First, there’s total calcium levels and this is made up of three fractions.
About 40 percent of the calcium is bound to albumin and about 15 percent is bound to minerals and the remaining 45 percent freely circulates the body and it’s called ionized calcium.
Total calcium levels range between 8.5 to 10.5 milligrams per deciliter, while ionized calcium ranges between 4.8 and 5.7 milligrams per deciliter.
When total calcium levels fall below 8.5 milligrams per deciliter, it’s considered hypocalcemia and when total calcium levels rise above 10.5 milligrams per deciliter, it’s considered hypercalcemia.
Okay, let’s start with hypocalcemia.
Individuals with hypocalcemia can be asymptomatic or have symptoms like tetany - which are intermittent muscular spasms - and perioral tingling.
On clinical examination, there may be a positive Chvostek’s sign. That’s when the facial muscles contract in response to tapping the skin over the facial nerve, just 2 centimeters anterior to the ear.
Another sign is the Trousseau sign.

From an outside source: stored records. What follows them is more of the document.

//! # Uncertainty Calculation
//!
//! This module derives parameter uncertainties from the Jacobian of the
//! weighted residuals at the solution:
//!
//! - Covariance matrix estimation, scaled by the reduced chi-square unless the
//!   weights are absolute
//! - Standard errors that are reported as undefined rather than fabricated
//! - Student-t confidence intervals

mod confidence;
mod covariance;

pub use confidence::{confidence_intervals, normal_quantile, student_t_quantile, t_critical};
pub use covariance::{calculate_correlation, calculate_covariance, standard_errors_from_covariance};

use ndarray::Array2;

/// Structure to hold uncertainty calculation results.
#[derive(Debug, Clone)]
pub struct UncertaintyResult {
    /// Covariance matrix, `None` when it could not be estimated
    pub covariance: Option<Array2<f64>>,
    /// Standard error per parameter, `None` where undefined
    pub standard_errors: Vec<Option<f64>>,
    /// Confidence interval per parameter
    pub confidence_intervals: Vec<Option<(f64, f64)>>,
    /// Correlation matrix derived from covariance
    pub correlation: Option<Array2<f64>>,
}

/// Calculator for parameter uncertainties.
#[derive(Debug, Clone)]
pub struct UncertaintyCalculator {
    /// Degrees of freedom (n_points - n_parameters)
    pub nfree: usize,
    /// Chi-square value at minimum
    pub chisqr: f64,
    /// Weights are true measurement uncertainties
    pub absolute_weights: bool,
}

impl UncertaintyCalculator {
    /// Create a new UncertaintyCalculator
    pub fn new(ndata: usize, nvarys: usize, chisqr: f64, absolute_weights: bool) -> Self {
        Self {
            nfree: ndata.saturating_sub(nvarys),
            chisqr,
            absolute_weights,
        }
    }

    /// Factor applied to `inv(J^T J)`.
    ///
    /// One for absolute weights, the reduced chi-square otherwise. Relative
    /// weights with no degrees of freedom leave the scale undefined.
    pub fn scale(&self) -> Option<f64> {
        if self.absolute_weights {
            Some(1.0)
        } else if self.nfree == 0 {
            None
        } else {
            Some(self.chisqr / self.nfree as f64)
        }
    }

    /// Calculate the covariance matrix from the Jacobian
    pub fn calculate_covariance(&self, jacobian: &Array2<f64>) -> Option<Array2<f64>> {
        calculate_covariance(jacobian, self.scale()?)
    }

    /// Run the full analysis for the fitted `values`.
    pub fn analyze(&self, jacobian: &Array2<f64>, values: &[f64], confidence: f64) -> UncertaintyResult {
        let covariance = self.calculate_covariance(jacobian);
        let standard_errors = match &covariance {
            Some(covar) => standard_errors_from_covariance(covar),
            None => vec![None; values.len()],
        };
        let confidence_intervals =
            confidence_intervals(values, &standard_errors, confidence, self.nfree);
        let correlation = covariance.as_ref().map(calculate_correlation);

        UncertaintyResult {
            covariance,
            standard_errors,
            confidence_intervals,
            correlation,
        }
    }
}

That’s where a blood pressure cuff is placed over the individual’s arm and is inflated to a pressure above the systolic blood pressure and is held like that for 3 minutes.

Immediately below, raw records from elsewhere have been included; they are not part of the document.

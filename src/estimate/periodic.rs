//! Initial guesses for periodic models.
//!
//! Amplitude comes from the peak-to-peak range, angular frequency from the
//! median spacing of peaks in the detrended signal, and phase from a coarse
//! grid search with amplitude and frequency held fixed.

use std::f64::consts::PI;

use log::{debug, warn};
use ndarray::Array1;

use super::linear_regression;
use crate::config::FitConfig;

const FLAT_TOLERANCE: f64 = 1e-9;

/// Half the peak-to-peak range of `y`.
///
/// A constant (or empty) signal yields `f64::EPSILON` so callers always get a
/// usable positive amplitude.
pub fn estimate_amplitude(y: &Array1<f64>) -> f64 {
    let (min, max) = y
        .iter()
        .filter(|v| v.is_finite())
        .fold((f64::INFINITY, f64::NEG_INFINITY), |(lo, hi), &v| (lo.min(v), hi.max(v)));
    let amplitude = (max - min) / 2.0;
    if amplitude.is_finite() && amplitude > 0.0 {
        amplitude
    } else {
        f64::EPSILON
    }
}

/// Remove the least-squares straight line from `y`.
pub fn detrend(x: &Array1<f64>, y: &Array1<f64>) -> Array1<f64> {
    let (slope, intercept) = linear_regression(x, y);
    y - &x.mapv(|xi| slope * xi + intercept)
}

/// Angular frequency of the dominant oscillation, or `None` when fewer than
/// two peaks are found.
///
/// The signal is detrended and split into positive lobes. A lobe counts as a
/// peak when its maximum reaches `peak_sensitivity` times the largest absolute
/// excursion. The period is the median spacing between peak positions.
pub fn estimate_frequency(x: &Array1<f64>, y: &Array1<f64>, peak_sensitivity: f64) -> Option<f64> {
    if x.len() < 3 || x.len() != y.len() {
        return None;
    }

    let mut order: Vec<usize> = (0..x.len()).collect();
    order.sort_by(|&a, &b| x[a].total_cmp(&x[b]));
    let xs = Array1::from_iter(order.iter().map(|&i| x[i]));
    let ys = Array1::from_iter(order.iter().map(|&i| y[i]));

    let residual = detrend(&xs, &ys);
    let largest = residual.iter().fold(0.0f64, |m, r| m.max(r.abs()));
    let scale = ys.iter().fold(0.0f64, |m, v| m.max(v.abs()));
    // Residuals at rounding level carry no oscillation.
    if !(largest.is_finite() && largest > scale * FLAT_TOLERANCE) || largest == 0.0 {
        return None;
    }
    let threshold = peak_sensitivity * largest;

    let mut peaks = Vec::new();
    let mut lobe: Option<(usize, f64)> = None;
    for (i, &r) in residual.iter().enumerate() {
        if r > 0.0 {
            lobe = match lobe {
                Some((_, best)) if best >= r => lobe,
                _ => Some((i, r)),
            };
        } else if let Some((peak, height)) = lobe.take() {
            if height >= threshold {
                peaks.push(xs[peak]);
            }
        }
    }
    if let Some((peak, height)) = lobe {
        if height >= threshold {
            peaks.push(xs[peak]);
        }
    }

    if peaks.len() < 2 {
        debug!("periodicity not detected: {} peak(s) above threshold", peaks.len());
        return None;
    }

    let mut spacings: Vec<f64> = peaks.windows(2).map(|w| w[1] - w[0]).collect();
    spacings.sort_by(f64::total_cmp);
    let mid = spacings.len() / 2;
    let period = if spacings.len() % 2 == 0 {
        (spacings[mid - 1] + spacings[mid]) / 2.0
    } else {
        spacings[mid]
    };

    if period > 0.0 && period.is_finite() {
        debug!("detected {} peaks, median period {:.6}", peaks.len(), period);
        Some(2.0 * PI / period)
    } else {
        None
    }
}

/// Amplitude and angular frequency for a periodic model.
///
/// Falls back to `config.default_frequency` when no periodicity is detected.
pub fn estimate_trigonometric_parameters(
    x: &Array1<f64>,
    y: &Array1<f64>,
    config: &FitConfig,
) -> (f64, f64) {
    let amplitude = estimate_amplitude(y);
    let frequency = estimate_frequency(x, y, config.peak_sensitivity).unwrap_or_else(|| {
        warn!(
            "no periodicity detected, using default frequency {}",
            config.default_frequency
        );
        config.default_frequency
    });
    (amplitude, frequency)
}

/// Phase offset minimizing `Σ (y - amplitude·waveform(frequency·x + φ))²`
/// over `grid_points` candidates evenly spaced in `[-π, π)`.
///
/// Returns 0 when the amplitude is negligible, since every phase then fits
/// equally well.
pub fn estimate_phase(
    x: &Array1<f64>,
    y: &Array1<f64>,
    amplitude: f64,
    frequency: f64,
    grid_points: usize,
    waveform: fn(f64) -> f64,
) -> f64 {
    if !(amplitude.is_finite() && amplitude > f64::EPSILON) || !frequency.is_finite() || grid_points == 0 {
        return 0.0;
    }

    let mut best = (0.0, f64::INFINITY);
    for k in 0..grid_points {
        let phase = -PI + 2.0 * PI * k as f64 / grid_points as f64;
        let sse: f64 = x
            .iter()
            .zip(y.iter())
            .map(|(&xi, &yi)| (yi - amplitude * waveform(frequency * xi + phase)).powi(2))
            .sum();
        if sse < best.1 {
            best = (phase, sse);
        }
    }
    best.0
}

A positive Trousseau sign is when there’s a muscle spasm in the arm and forearm.
Now, the first thing to do in hypocalcemia is redo the lab work to make sure that the reading is accurate.
If hypocalcemia is confirmed, then the next thing is to check albumin levels.

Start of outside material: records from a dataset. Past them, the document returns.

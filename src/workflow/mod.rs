//! # Workflow Controller
//!
//! Sequences the fit engine over the four usage patterns:
//!
//! - [`run_single`]: one dataset and one model, with an optional
//!   reload-and-refit loop driven by a decision callback
//! - [`run_multi`]: several independent datasets advanced in lock-step rounds
//! - [`Sweep::checker`]: a caller-chosen list of models on one dataset
//! - [`Sweep::total`]: every registered model on one dataset
//!
//! Data loading and presentation stay outside the core, behind the
//! [`DataSource`] and [`Presenter`] traits. Every multi-unit workflow records
//! a failure against its unit and carries on with the others.

mod multi;
mod single;
mod sweep;

pub use multi::{run_multi, MultiEntry, MultiReport};
pub use single::{run_single, LoopReport, LoopState};
pub use sweep::{Sweep, SweepItem, SweepIter};

use std::path::Path;

use log::warn;

use crate::dataset::Dataset;
use crate::error::{FitLabError, Result};
use crate::fit::FitResult;
use crate::models::EquationSpec;

/// Loads datasets from their external source. Only used to reload.
pub trait DataSource {
    /// Read the dataset at `path`.
    ///
    /// Implementations report missing files, unsupported types and malformed
    /// content as `DataLoad` errors.
    fn load(&self, path: &Path, declared_type: &str) -> Result<Dataset>;
}

/// Receives every fit outcome, successful or not.
pub trait Presenter {
    fn present(&mut self, unit: &str, outcome: &Result<FitResult>);
}

/// Whether a loop should reload and refit after presenting.
#[derive(Debug, Clone, Copy, PartialEq, Eq)]
pub enum Decision {
    Continue,
    Stop,
}

/// One dataset paired with the model to fit to it.
#[derive(Debug, Clone)]
pub struct WorkUnit {
    pub dataset: Dataset,
    pub spec: EquationSpec,
    pub display_name: String,
}

impl WorkUnit {
    pub fn new(dataset: Dataset, spec: EquationSpec, display_name: &str) -> Self {
        Self {
            dataset,
            spec,
            display_name: display_name.to_string(),
        }
    }
}

/// Re-read `dataset` from the source it was loaded from.
pub(crate) fn reload(source: &dyn DataSource, dataset: &Dataset) -> Result<Dataset> {
    let origin = dataset.origin.as_ref().ok_or_else(|| {
        FitLabError::DataLoad(format!(
            "dataset '{}' has no source to reload from",
            dataset.name
        ))
    })?;

    let mut fresh = source
        .load(&origin.path, &origin.file_type)
        .map_err(|e| match e.kind() {
            crate::error::ErrorKind::DataLoad => e,
            _ => FitLabError::DataLoad(e.to_string()),
        })
        .map_err(|e| e.context(&dataset.name))?;
    fresh
        .validate()
        .map_err(|e| FitLabError::DataLoad(format!("[{}] {}", dataset.name, e)))?;
    if fresh.origin.is_none() {
        fresh.origin = Some(origin.clone());
    }
    Ok(fresh)
}

/// Log a failed unit. Multi-unit workflows call this instead of propagating.
pub(crate) fn record_failure(unit: &str, error: &FitLabError) {
    warn!("'{}' failed: {}", unit, error);
}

Since most of the total calcium is bound to albumin, any rise or fall in the albumin will affect total calcium levels, leading to pseudohypocalcemia.
Normal albumin levels are 4 milligrams per deciliter and normal total calcium levels are 10 milligrams per deciliter.
For every 1 milligram per deciliter drop in albumin, calcium levels lower by 0.8 milligrams per deciliter. So, based on this, the corrected calcium levels can be calculated.
The parathyroid glands are four small glands in the neck that produce parathyroid hormone (PTH), which plays a major role in regulating calcium in the body. High levels of PTH lead to hyperparathyroidism, whereas low levels can lead to hypoparathyroidism. Hyperparathyroidism leads to an increase in blood calcium levels, resulting in symptoms like fatigue, muscle weakness, bone pain, osteoporosis, and kidney stones.
Hypoparathyroidism leads to a decrease in blood calcium levels. This can cause symptoms like tingling in the fingers and toes, muscle cramps, and seizures. Hyperparathyroidism is treated by surgically removing the overactive parathyroid gland; whereas in hypoparathyroidism, calcium and vitamin D supplementation, and hormone replacement therapy can help manage the symptoms.